Jaguar XJ exclusive

17 Sep, 2009 11:32am Ross Pinnock

We head to Frankfurt for a ride in the Big Cat that everyone has been talking about.


When the XJ hits showrooms early next year it will be available with a choice of four trim levels, three engines and a pair of body styles. Entry-level models wear the Luxury badge, but there are also Premium Luxury and Portfolio models, as well as the flagship Supersport. The latter is the only available with the firm’s 503bhp supercharged V8 engine, but lower down the range buyers can choose between the normally aspirated 5.0-litre V8 and the firm’s 3.0-litre V6 diesel.Prices start at £55,900 for the entry-level oil burner and long wheel base models command a £3,000 premium. As a result the flagship Supersport LWB costs £88,000 so the XJ also looks set to face competition from the Porsche Panamera, but on the basis of this test ride, it's every inch the sumptous but sporty Jaguar.

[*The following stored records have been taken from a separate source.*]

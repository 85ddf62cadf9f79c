//! Concrete hyperparameter values.

use std::fmt;

#[cfg(feature = "serde")]
use serde::{Deserialize, Serialize};

/// A single hyperparameter value.
///
/// Categorical options are lists of `ParamValue`, so mixed option lists such
/// as `[3, 5, 7, None]` are expressible.
#[derive(Debug, Clone, PartialEq)]
#[cfg_attr(feature = "serde", derive(Serialize, Deserialize), serde(untagged))]
pub enum ParamValue {
    /// Absence of a value (e.g. an unbounded `max_depth`).
    None,
    Bool(bool),
    Int(i64),
    Float(f64),
    Str(String),
}

impl ParamValue {
    /// Returns the integer payload, if any.
    pub fn as_int(&self) -> Option<i64> {
        match self {
            ParamValue::Int(v) => Some(*v),
            _ => None,
        }
    }

    /// Returns the value as a float. Integers are widened.
    pub fn as_float(&self) -> Option<f64> {
        match self {
            ParamValue::Float(v) => Some(*v),
            ParamValue::Int(v) => Some(*v as f64),
            _ => None,
        }
    }

    pub fn as_bool(&self) -> Option<bool> {
        match self {
            ParamValue::Bool(v) => Some(*v),
            _ => None,
        }
    }

    pub fn as_str(&self) -> Option<&str> {
        match self {
            ParamValue::Str(s) => Some(s),
            _ => None,
        }
    }

    pub fn is_none(&self) -> bool {
        matches!(self, ParamValue::None)
    }
}

/// Canonical rendering used by configuration fingerprints.
///
/// Floats use the shortest round-trip form and always carry a decimal point
/// or exponent, so `Int(3)` and `Float(3.0)` render differently. Strings are
/// quoted.
impl fmt::Display for ParamValue {
    fn fmt(&self, f: &mut fmt::Formatter<'_>) -> fmt::Result {
        match self {
            ParamValue::None => f.write_str("None"),
            ParamValue::Bool(v) => write!(f, "{v}"),
            ParamValue::Int(v) => write!(f, "{v}"),
            ParamValue::Float(v) => write!(f, "{v:?}"),
            ParamValue::Str(s) => write!(f, "{s:?}"),
        }
    }
}

impl From<i64> for ParamValue {
    fn from(v: i64) -> Self {
        ParamValue::Int(v)
    }
}

impl From<i32> for ParamValue {
    fn from(v: i32) -> Self {
        ParamValue::Int(v as i64)
    }
}

impl From<f64> for ParamValue {
    fn from(v: f64) -> Self {
        ParamValue::Float(v)
    }
}

impl From<bool> for ParamValue {
    fn from(v: bool) -> Self {
        ParamValue::Bool(v)
    }
}

impl From<&str> for ParamValue {
    fn from(s: &str) -> Self {
        ParamValue::Str(s.to_string())
    }
}

impl From<String> for ParamValue {
    fn from(s: String) -> Self {
        ParamValue::Str(s)
    }
}

impl<T: Into<ParamValue>> From<Option<T>> for ParamValue {
    fn from(v: Option<T>) -> Self {
        v.map_or(ParamValue::None, Into::into)
    }
}
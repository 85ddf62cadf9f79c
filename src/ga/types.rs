//! Population members and per-generation statistics.

use crate::fitness::WORST_FITNESS;
use crate::space::Genome;
use std::cmp::Ordering;

#[cfg(feature = "serde")]
use serde::Serialize;

/// A candidate configuration in encoded form.
///
/// `fitness` is `None` until the individual has been evaluated. `birth`
/// is the generation that produced it (0 for the initial population) and
/// breaks fitness ties in favour of the more established individual.
#[derive(Debug, Clone, PartialEq)]
pub struct Individual {
    pub genome: Genome,
    pub fitness: Option<f64>,
    pub birth: usize,
}

impl Individual {
    /// An unevaluated individual.
    pub fn new(genome: Genome, birth: usize) -> Self {
        Self {
            genome,
            fitness: None,
            birth,
        }
    }

    pub fn is_evaluated(&self) -> bool {
        self.fitness.is_some()
    }

    /// Fitness for comparisons: unevaluated or `NaN` counts as worst.
    pub fn fitness_or_worst(&self) -> f64 {
        match self.fitness {
            Some(f) if !f.is_nan() => f,
            _ => WORST_FITNESS,
        }
    }

    /// Quality ordering: `Greater` means `self` is better.
    ///
    /// Higher fitness wins; equal fitness prefers the earlier birth.
    pub fn compare(&self, other: &Self) -> Ordering {
        self.fitness_or_worst()
            .total_cmp(&other.fitness_or_worst())
            .then_with(|| other.birth.cmp(&self.birth))
    }
}

/// Returns the best individual, keeping the first on exact ties.
///
/// # Panics
/// Panics if `population` is empty.
pub(crate) fn best_of(population: &[Individual]) -> &Individual {
    population
        .iter()
        .reduce(|best, ind| if ind.compare(best) == Ordering::Greater { ind } else { best })
        .expect("population must not be empty")
}

/// Fitness summary of one generation, recorded after evaluation.
#[derive(Debug, Clone, Copy, PartialEq)]
#[cfg_attr(feature = "serde", derive(Serialize))]
pub struct GenerationStats {
    /// 0 for the initial population.
    pub generation: usize,
    pub best: f64,
    pub mean: f64,
    pub worst: f64,
    /// Individuals evaluated in this generation (elites are not re-evaluated).
    pub evaluated: usize,
    /// Population size after replacement.
    pub size: usize,
}

impl GenerationStats {
    pub(crate) fn from_population(generation: usize, population: &[Individual], evaluated: usize) -> Self {
        let fitness = population.iter().map(Individual::fitness_or_worst);
        let (best, worst, sum) = fitness.fold(
            (f64::NEG_INFINITY, f64::INFINITY, 0.0),
            |(best, worst, sum), f| (best.max(f), worst.min(f), sum + f),
        );
        Self {
            generation,
            best,
            mean: sum / population.len().max(1) as f64,
            worst,
            evaluated,
            size: population.len(),
        }
    }
}

#[cfg(test)]
mod tests {
    use super::*;

    fn ind(fitness: Option<f64>, birth: usize) -> Individual {
        Individual {
            genome: Vec::new(),
            fitness,
            birth,
        }
    }

    #[test]
    fn test_compare_prefers_higher_fitness() {
        assert_eq!(ind(Some(0.9), 3).compare(&ind(Some(0.1), 0)), Ordering::Greater);
        assert_eq!(ind(Some(0.1), 0).compare(&ind(Some(0.9), 3)), Ordering::Less);
    }

    #[test]
    fn test_compare_ties_prefer_earlier_birth() {
        assert_eq!(ind(Some(0.5), 1).compare(&ind(Some(0.5), 4)), Ordering::Greater);
        assert_eq!(ind(Some(0.5), 2).compare(&ind(Some(0.5), 2)), Ordering::Equal);
    }

    #[test]
    fn test_nan_and_unevaluated_rank_worst() {
        assert_eq!(ind(Some(f64::NAN), 0).fitness_or_worst(), WORST_FITNESS);
        assert_eq!(ind(None, 0).fitness_or_worst(), WORST_FITNESS);
        assert_eq!(ind(Some(-1e9), 5).compare(&ind(Some(f64::NAN), 0)), Ordering::Greater);
    }

    #[test]
    fn test_best_of_keeps_first_on_tie() {
        let pop = vec![ind(Some(0.5), 0), ind(Some(0.7), 2), ind(Some(0.7), 2)];
        let best = best_of(&pop);
        assert!(std::ptr::eq(best, &pop[1]));
    }

    #[test]
    fn test_stats() {
        let pop = vec![ind(Some(1.0), 0), ind(Some(2.0), 0), ind(Some(3.0), 0)];
        let stats = GenerationStats::from_population(4, &pop, 2);
        assert_eq!(stats.generation, 4);
        assert_eq!(stats.best, 3.0);
        assert_eq!(stats.worst, 1.0);
        assert!((stats.mean - 2.0).abs() < 1e-12);
        assert_eq!(stats.evaluated, 2);
        assert_eq!(stats.size, 3);
    }

    #[test]
    fn test_stats_with_sentinel() {
        let pop = vec![ind(Some(WORST_FITNESS), 0), ind(Some(0.5), 0)];
        let stats = GenerationStats::from_population(0, &pop, 2);
        assert_eq!(stats.best, 0.5);
        assert_eq!(stats.worst, WORST_FITNESS);
        assert_eq!(stats.mean, WORST_FITNESS);
    }
}
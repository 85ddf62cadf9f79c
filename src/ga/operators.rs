//! Genome-level variation operators.
//!
//! Genomes are positional: slot `i` always encodes parameter `i`. Crossover
//! therefore only exchanges whole slots between parents, and every child is
//! domain-valid whenever both parents are. Mutation delegates to the
//! parameter space, which only produces in-domain genes.
//!
//! # Crossover Operators
//!
//! - [`Crossover::OnePoint`]: swap the tails after a random cut point
//! - [`Crossover::Uniform`]: swap each slot independently with p = 0.5
//!
//! # References
//!
//! - Syswerda (1989), "Uniform Crossover in Genetic Algorithms"
//! - De Jong (2006), *Evolutionary Computation: A Unified Approach*

use crate::space::{Gene, Genome, ParameterSpace};
use rand::Rng;

#[cfg(feature = "serde")]
use serde::{Deserialize, Serialize};

/// Recombination operator for two parent genomes.
#[derive(Debug, Clone, Copy, PartialEq, Eq, Default)]
#[cfg_attr(feature = "serde", derive(Serialize, Deserialize), serde(rename_all = "snake_case"))]
pub enum Crossover {
    /// Single cut point in `1..len`; children swap tails.
    ///
    /// Genomes with fewer than two slots are returned unchanged.
    #[default]
    OnePoint,

    /// Each slot is swapped between the children with probability 0.5.
    Uniform,
}

impl Crossover {
    /// Produces two children from two parents.
    ///
    /// # Panics
    /// Panics if parents have different lengths.
    pub fn apply<R: Rng>(&self, parent1: &[Gene], parent2: &[Gene], rng: &mut R) -> (Genome, Genome) {
        let n = parent1.len();
        assert_eq!(n, parent2.len(), "parents must have equal length");

        let mut child1 = parent1.to_vec();
        let mut child2 = parent2.to_vec();

        match self {
            Crossover::OnePoint => {
                if n >= 2 {
                    let cut = rng.random_range(1..n);
                    child1[cut..].swap_with_slice(&mut child2[cut..]);
                }
            }
            Crossover::Uniform => {
                for i in 0..n {
                    if rng.random_bool(0.5) {
                        std::mem::swap(&mut child1[i], &mut child2[i]);
                    }
                }
            }
        }

        (child1, child2)
    }
}

/// Mutates each slot of `genome` independently with probability `rate`.
///
/// Returns the number of slots touched.
pub fn mutate_genome<R: Rng>(space: &ParameterSpace, genome: &mut [Gene], rate: f64, rng: &mut R) -> usize {
    let mut touched = 0;
    for (slot, gene) in genome.iter_mut().enumerate() {
        if rng.random_bool(rate) {
            *gene = space.mutate(slot, gene, rng);
            touched += 1;
        }
    }
    touched
}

All-new Jaguars don’t leap out at you every day, so when Auto Express was invited along for an exclusive ride in the new XJ at the Frankfurt Motor Show, we jumped at the chance!

Back in July we were invited along to the live unveil, but now we're about to get up-close with Jaguar's latest stunner for the first time.

Video: watch CarBuyer's video review of the Jaguar XJ

The flagship saloon has some stiff competition, with the ever-green Mercedes S-Class and fresh-faced Porsche Panamera forming an intimidating welcoming committee.
From the moment the big Jaguar glides into view it grabs your attention. Its striking looks are even better in the metal than in our photos and its protruding grille and sleek profile set it apart from its German rivals.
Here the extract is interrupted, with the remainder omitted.